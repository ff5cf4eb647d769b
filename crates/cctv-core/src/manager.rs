//! Camera manager: owns the capture worker and fans frames and detections out
//! to stream consumers.
//!
//! One OS thread captures, detects, annotates and encodes while a camera is
//! on. The newest encoded frame is published on a `watch` channel, so slow
//! HTTP clients skip frames instead of stalling capture. Detections go to the
//! persistent log and a `broadcast` channel for event subscribers.

use std::sync::atomic::{AtomicBool, AtomicU32, AtomicU64, Ordering};
use std::sync::{Arc, Mutex, MutexGuard};
use std::thread::{self, JoinHandle};
use std::time::Duration;

use bytes::Bytes;
use chrono::{DateTime, Local};
use serde::{Deserialize, Serialize};
use tokio::sync::{broadcast, watch};
use tracing::{debug, error, info, warn};

use crate::annotate::annotate;
use crate::camera::{available_cameras, CameraBackend, CaptureSettings, Frame, FrameSource};
use crate::config::Config;
use crate::detect::{Detection, Detector};
use crate::encode::encode_jpeg;
use crate::log::{DetectionLog, DetectionRecord};

const READ_RETRY_DELAY: Duration = Duration::from_millis(100);
const EVENT_CHANNEL_CAPACITY: usize = 256;

// ---------------------------------------------------------------------------
// Public types
// ---------------------------------------------------------------------------

#[derive(Debug, Clone, PartialEq, Eq, Serialize, Deserialize)]
pub struct ControlOutcome {
    pub success: bool,
    pub message: String,
}

impl ControlOutcome {
    fn ok(message: impl Into<String>) -> Self {
        Self {
            success: true,
            message: message.into(),
        }
    }

    fn failed(message: impl Into<String>) -> Self {
        Self {
            success: false,
            message: message.into(),
        }
    }
}

#[derive(Debug, Clone, PartialEq, Eq, Serialize, Deserialize)]
pub struct CameraStatus {
    pub camera_on: bool,
    pub current_idx: u32,
    pub yolo_available: bool,
    pub detection_count: u64,
}

/// One annotated, encoded frame.
#[derive(Debug, Clone)]
pub struct FramePacket {
    pub jpeg: Bytes,
    pub frame_number: u64,
    pub timestamp_ms: i64,
    pub camera_idx: u32,
    pub detections: Vec<Detection>,
}

#[derive(Debug, Clone, PartialEq, Serialize, Deserialize)]
pub struct DetectionEvent {
    #[serde(flatten)]
    pub record: DetectionRecord,
    pub bbox: [f32; 4],
    pub frame_number: u64,
}

#[derive(Debug, Clone, Copy)]
pub struct ManagerSettings {
    pub capture: CaptureSettings,
    pub jpeg_quality: u8,
    pub scan_limit: u32,
}

impl Default for ManagerSettings {
    fn default() -> Self {
        Self::from(&Config::default())
    }
}

impl From<&Config> for ManagerSettings {
    fn from(cfg: &Config) -> Self {
        Self {
            capture: CaptureSettings::from(&cfg.camera),
            jpeg_quality: cfg.camera.jpeg_quality,
            scan_limit: cfg.camera.scan_limit,
        }
    }
}

// ---------------------------------------------------------------------------
// Shared pipeline state
// ---------------------------------------------------------------------------

/// State the capture worker shares with the manager.
struct Pipeline {
    detector: Option<Mutex<Box<dyn Detector>>>,
    log: Arc<DetectionLog>,
    frames: watch::Sender<Option<FramePacket>>,
    events: broadcast::Sender<DetectionEvent>,
    detection_count: AtomicU64,
    jpeg_quality: u8,
}

impl Pipeline {
    fn process(&self, frame: Frame, camera_idx: u32, frame_number: u64) {
        let Frame { mut image, captured_at } = frame;

        let detections = match &self.detector {
            Some(detector) => {
                let mut detector = detector.lock().unwrap_or_else(|e| e.into_inner());
                match detector.detect(&image) {
                    Ok(found) => found,
                    Err(e) => {
                        warn!(camera = camera_idx, frame = frame_number, error = %e, "detection failed");
                        Vec::new()
                    }
                }
            }
            None => Vec::new(),
        };
        if !detections.is_empty() {
            annotate(&mut image, &detections);
        }

        let jpeg = match encode_jpeg(&image, self.jpeg_quality) {
            Ok(jpeg) => jpeg,
            Err(e) => {
                warn!(camera = camera_idx, frame = frame_number, error = %e, "dropping frame");
                return;
            }
        };

        if !detections.is_empty() {
            self.record(&detections, captured_at, camera_idx, frame_number);
        }

        self.frames.send_replace(Some(FramePacket {
            jpeg,
            frame_number,
            timestamp_ms: captured_at.timestamp_millis(),
            camera_idx,
            detections,
        }));
    }

    fn record(
        &self,
        detections: &[Detection],
        at: DateTime<Local>,
        camera_idx: u32,
        frame_number: u64,
    ) {
        let records: Vec<DetectionRecord> = detections
            .iter()
            .map(|d| DetectionRecord::new(at, d.class_name.clone(), d.confidence, camera_idx))
            .collect();

        if let Err(e) = self.log.append(&records) {
            error!(path = %self.log.path().display(), error = %e, "failed to persist detection log");
        }
        self.detection_count
            .fetch_add(records.len() as u64, Ordering::Relaxed);

        for (record, det) in records.into_iter().zip(detections) {
            debug!(class = %record.class_name, confidence = record.confidence, "detection");
            // No subscribers is fine.
            let _ = self.events.send(DetectionEvent {
                record,
                bbox: det.bbox,
                frame_number,
            });
        }
    }
}

// ---------------------------------------------------------------------------
// Capture worker
// ---------------------------------------------------------------------------

struct CaptureWorker {
    index: u32,
    running: Arc<AtomicBool>,
    handle: JoinHandle<()>,
}

impl CaptureWorker {
    fn spawn(
        mut source: Box<dyn FrameSource>,
        pipeline: Arc<Pipeline>,
    ) -> std::io::Result<Self> {
        let index = source.index();
        let running = Arc::new(AtomicBool::new(true));
        let flag = running.clone();
        let handle = thread::Builder::new()
            .name(format!("cctv-capture-{index}"))
            .spawn(move || {
                let mut frame_number = 0u64;
                let mut failures = 0u64;
                while flag.load(Ordering::Acquire) {
                    match source.read_frame() {
                        Ok(frame) => {
                            if failures > 0 {
                                info!(camera = index, failures, "camera recovered");
                                failures = 0;
                            }
                            frame_number += 1;
                            pipeline.process(frame, index, frame_number);
                        }
                        Err(e) => {
                            failures += 1;
                            if failures == 1 || failures % 50 == 0 {
                                warn!(camera = index, failures, error = %e, "frame read failed");
                            }
                            thread::sleep(READ_RETRY_DELAY);
                        }
                    }
                }
                debug!(camera = index, frames = frame_number, "capture worker exiting");
            })?;
        Ok(Self {
            index,
            running,
            handle,
        })
    }

    /// Signal the worker and wait for it; the device is released on exit.
    fn shutdown(self) {
        self.running.store(false, Ordering::Release);
        if self.handle.join().is_err() {
            error!(camera = self.index, "capture worker panicked");
        }
    }
}

// ---------------------------------------------------------------------------
// CameraManager
// ---------------------------------------------------------------------------

pub struct CameraManager {
    backend: Arc<dyn CameraBackend>,
    settings: ManagerSettings,
    pipeline: Arc<Pipeline>,
    worker: Mutex<Option<CaptureWorker>>,
    // Mirrors `worker.is_some()` so status reads never wait on open or join.
    camera_on: AtomicBool,
    current_idx: AtomicU32,
}

impl CameraManager {
    pub fn new(
        backend: Arc<dyn CameraBackend>,
        detector: Option<Box<dyn Detector>>,
        log: Arc<DetectionLog>,
        settings: ManagerSettings,
    ) -> Self {
        match &detector {
            Some(d) => info!(classes = d.labels().len(), "object detection ready"),
            None => info!("object detection unavailable; streaming raw frames"),
        }
        let (frames, _) = watch::channel(None);
        let (events, _) = broadcast::channel(EVENT_CHANNEL_CAPACITY);
        Self {
            backend,
            settings,
            pipeline: Arc::new(Pipeline {
                detector: detector.map(Mutex::new),
                log,
                frames,
                events,
                detection_count: AtomicU64::new(0),
                jpeg_quality: settings.jpeg_quality,
            }),
            worker: Mutex::new(None),
            camera_on: AtomicBool::new(false),
            current_idx: AtomicU32::new(0),
        }
    }

    /// Open camera `index` and start capturing. Blocks while the device opens.
    pub fn start(&self, index: u32) -> ControlOutcome {
        let mut worker = self.lock_worker();
        if worker.is_some() {
            return ControlOutcome::ok("Camera is already running");
        }

        info!(camera = index, backend = self.backend.name(), "connecting camera");
        let source = match self.backend.open(index, &self.settings.capture) {
            Ok(source) => source,
            Err(e) => {
                warn!(camera = index, error = %e, "camera open failed");
                return ControlOutcome::failed(format!("Failed to connect camera {index}"));
            }
        };

        match CaptureWorker::spawn(source, self.pipeline.clone()) {
            Ok(spawned) => {
                *worker = Some(spawned);
                self.current_idx.store(index, Ordering::Relaxed);
                self.camera_on.store(true, Ordering::Release);
                info!(camera = index, "camera on");
                ControlOutcome::ok(format!("Camera {index} started"))
            }
            Err(e) => {
                error!(camera = index, error = %e, "failed to spawn capture worker");
                ControlOutcome::failed(format!("Failed to connect camera {index}"))
            }
        }
    }

    /// Stop capturing and release the device. Blocks until the worker exits.
    pub fn stop(&self) -> ControlOutcome {
        let mut worker = self.lock_worker();
        let Some(running) = worker.take() else {
            return ControlOutcome::ok("Camera is already stopped");
        };
        self.camera_on.store(false, Ordering::Release);
        running.shutdown();
        self.pipeline.frames.send_replace(None);
        info!("camera off");
        ControlOutcome::ok("Camera stopped")
    }

    pub fn status(&self) -> CameraStatus {
        CameraStatus {
            camera_on: self.is_running(),
            current_idx: self.current_idx.load(Ordering::Relaxed),
            yolo_available: self.yolo_available(),
            detection_count: self.pipeline.detection_count.load(Ordering::Relaxed),
        }
    }

    /// Lock-free; safe to call from async handlers.
    pub fn is_running(&self) -> bool {
        self.camera_on.load(Ordering::Acquire)
    }

    pub fn yolo_available(&self) -> bool {
        self.pipeline.detector.is_some()
    }

    /// Probe for cameras. The running camera is always listed since a busy
    /// device may refuse a second open.
    pub fn list_cameras(&self) -> Vec<u32> {
        let running = self.lock_worker().as_ref().map(|w| w.index);
        let mut found = available_cameras(self.backend.as_ref(), self.settings.scan_limit);
        found.extend(running);
        found.sort_unstable();
        found.dedup();
        found
    }

    pub fn backend_name(&self) -> &'static str {
        self.backend.name()
    }

    pub fn subscribe_frames(&self) -> watch::Receiver<Option<FramePacket>> {
        self.pipeline.frames.subscribe()
    }

    pub fn subscribe_events(&self) -> broadcast::Receiver<DetectionEvent> {
        self.pipeline.events.subscribe()
    }

    pub fn latest_frame(&self) -> Option<FramePacket> {
        self.pipeline.frames.borrow().clone()
    }

    pub fn recent_detections(&self, limit: usize) -> Vec<DetectionRecord> {
        self.pipeline.log.recent(limit)
    }

    pub fn log(&self) -> &DetectionLog {
        &self.pipeline.log
    }

    fn lock_worker(&self) -> MutexGuard<'_, Option<CaptureWorker>> {
        self.worker.lock().unwrap_or_else(|e| e.into_inner())
    }
}

impl Drop for CameraManager {
    fn drop(&mut self) {
        self.camera_on.store(false, Ordering::Release);
        if let Some(worker) = self.lock_worker().take() {
            worker.shutdown();
        }
    }
}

=== PROMPT ===
From the material above, copy exactly the lines between the line holding "the worker exits." and the line holding "let mut found", inclusive, and only those.

=== YOUR SOLUTION ===
    /// Stop capturing and release the device. Blocks until the worker exits.
    pub fn stop(&self) -> ControlOutcome {
        let mut worker = self.lock_worker();
        let Some(running) = worker.take() else {
            return ControlOutcome::ok("Camera is already stopped");
        };
        self.camera_on.store(false, Ordering::Release);
        running.shutdown();
        self.pipeline.frames.send_replace(None);
        info!("camera off");
        ControlOutcome::ok("Camera stopped")
    }

    pub fn status(&self) -> CameraStatus {
        CameraStatus {
            camera_on: self.is_running(),
            current_idx: self.current_idx.load(Ordering::Relaxed),
            yolo_available: self.yolo_available(),
            detection_count: self.pipeline.detection_count.load(Ordering::Relaxed),
        }
    }

    /// Lock-free; safe to call from async handlers.
    pub fn is_running(&self) -> bool {
        self.camera_on.load(Ordering::Acquire)
    }

    pub fn yolo_available(&self) -> bool {
        self.pipeline.detector.is_some()
    }

    /// Probe for cameras. The running camera is always listed since a busy
    /// device may refuse a second open.
    pub fn list_cameras(&self) -> Vec<u32> {
        let running = self.lock_worker().as_ref().map(|w| w.index);
        let mut found = available_cameras(self.backend.as_ref(), self.settings.scan_limit);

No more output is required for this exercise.